Mais ce parti pris a d’abord été inspiré par le texte de Sarah Kane, par son lyrisme neuf, par l’espace qu’il s’invente (en marge de la réalité et pourtant bien concret, lieu matériel de l’impossible rencontre et paysage mental), par son climat singulier mêlé de détresse et d’euphorie, de quotidien et de spectral, par ses rythmes, par l’écoute très particulière qu’il réclame. Ses personnages (A, B, C et M) sont d’abord des voix, qui émanent d’identités fracturées et instables, et nous avons fait le choix de les choraliser, chacun d’eux étant incarné par un groupe d’acteurs qui en traduise l’unité et la disparate. Le titre anglais de l’oeuvre renvoie à un manque aussi bien organique que psychique, celui du toxicomane par exemple ; et nous avons aussi cherché dans l’expérience de la fête (étourdissement, transe, désir, ivresse, abattement, euphorie…) les voies d’un engagement corporel qui réponde à l’appel du texte. La musique du spectacle a été conçue au fur et à mesure du travail, en dialogue avec la dramaturgie du texte et avec le jeu des acteurs.
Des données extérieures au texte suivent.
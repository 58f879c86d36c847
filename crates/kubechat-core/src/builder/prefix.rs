pub const KUBECTL_COMMAND_NAME: &str = "kubectl";

pub const VERBS_DROPDOWN_COMMAND: &str = "kc-cmd-builder --verbs";
pub const RESOURCE_TYPES_DROPDOWN_COMMAND: &str = "kc-cmd-builder --resource-type";
pub const RESOURCE_NAMES_DROPDOWN_COMMAND: &str = "kc-cmd-builder --resource-name";
pub const RESOURCE_NAMESPACE_DROPDOWN_COMMAND: &str = "kc-cmd-builder --namespace";
pub const FILTER_PLAINTEXT_INPUT_COMMAND: &str = "kc-cmd-builder --filter-query";

const KNOWN_CMD_PREFIXES: &[&str] = &[
    VERBS_DROPDOWN_COMMAND,
    RESOURCE_TYPES_DROPDOWN_COMMAND,
    RESOURCE_NAMES_DROPDOWN_COMMAND,
    RESOURCE_NAMESPACE_DROPDOWN_COMMAND,
    FILTER_PLAINTEXT_INPUT_COMMAND,
];

/// Returns the canonical command prefix if the builder handles `args`.
///
/// A bare `kubectl` starts a new session; two or more tokens are matched on
/// their first two tokens against the dropdown commands.
pub fn command_prefix(args: &[String]) -> Option<String> {
    match args {
        [] => None,
        [single] if single == KUBECTL_COMMAND_NAME => Some(single.clone()),
        [_] => None,
        [first, second, ..] => {
            let got = format!("{first} {second}");
            KNOWN_CMD_PREFIXES.contains(&got.as_str()).then_some(got)
        }
    }
}
use async_trait::async_trait;
use kube::discovery::{ApiCapabilities, ApiResource, Discovery, Scope};
use kube::Client;
use kubechat_core::guard::{ApiResourceInfo, ResourceCatalog};
use kubechat_core::{KubechatError, Result};

/// Snapshot of the cluster's API resources, taken once at startup.
#[derive(Debug, Clone)]
pub struct KubeResourceCatalog {
    resources: Vec<ApiResourceInfo>,
}

impl KubeResourceCatalog {
    /// Run API discovery and keep the preferred version of every resource.
    pub async fn discover(client: Client) -> Result<Self> {
        let discovery = Discovery::new(client)
            .run()
            .await
            .map_err(|e| KubechatError::Kube(e.to_string()))?;

        let resources: Vec<ApiResourceInfo> = discovery
            .groups()
            .flat_map(|group| group.recommended_resources())
            .map(|(ar, caps)| resource_info(&ar, &caps))
            .collect();
        tracing::info!(count = resources.len(), "discovered cluster API resources");
        Ok(Self { resources })
    }
}

#[async_trait]
impl ResourceCatalog for KubeResourceCatalog {
    async fn list_resources(&self) -> Result<Vec<ApiResourceInfo>> {
        Ok(self.resources.clone())
    }
}

fn resource_info(ar: &ApiResource, caps: &ApiCapabilities) -> ApiResourceInfo {
    ApiResourceInfo {
        name: ar.plural.clone(),
        namespaced: matches!(caps.scope, Scope::Namespaced),
        verbs: caps.operations.clone(),
    }
}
Dès les premières répétitions, nous avons mesuré quelles difficultés techniques soulevait la fusion de la musique et du texte en live, mais aussi senti les perspectives qu’elle ouvrait : portés à la transe par la musique, les acteurs peuvent nouer au texte un rapport profond et immédiat, radicalement au présent, et il a été très vite évident que la musique permettait de recevoir le texte avec une densité et une justesse bien supérieures. L’expertise en psychologie de Brigitte Cadéac d’Arbaud a nourri la démarche du début à la fin, pour saisir le poème théâtral de Sarah Kane dans son expression saisissante de la vie intérieure.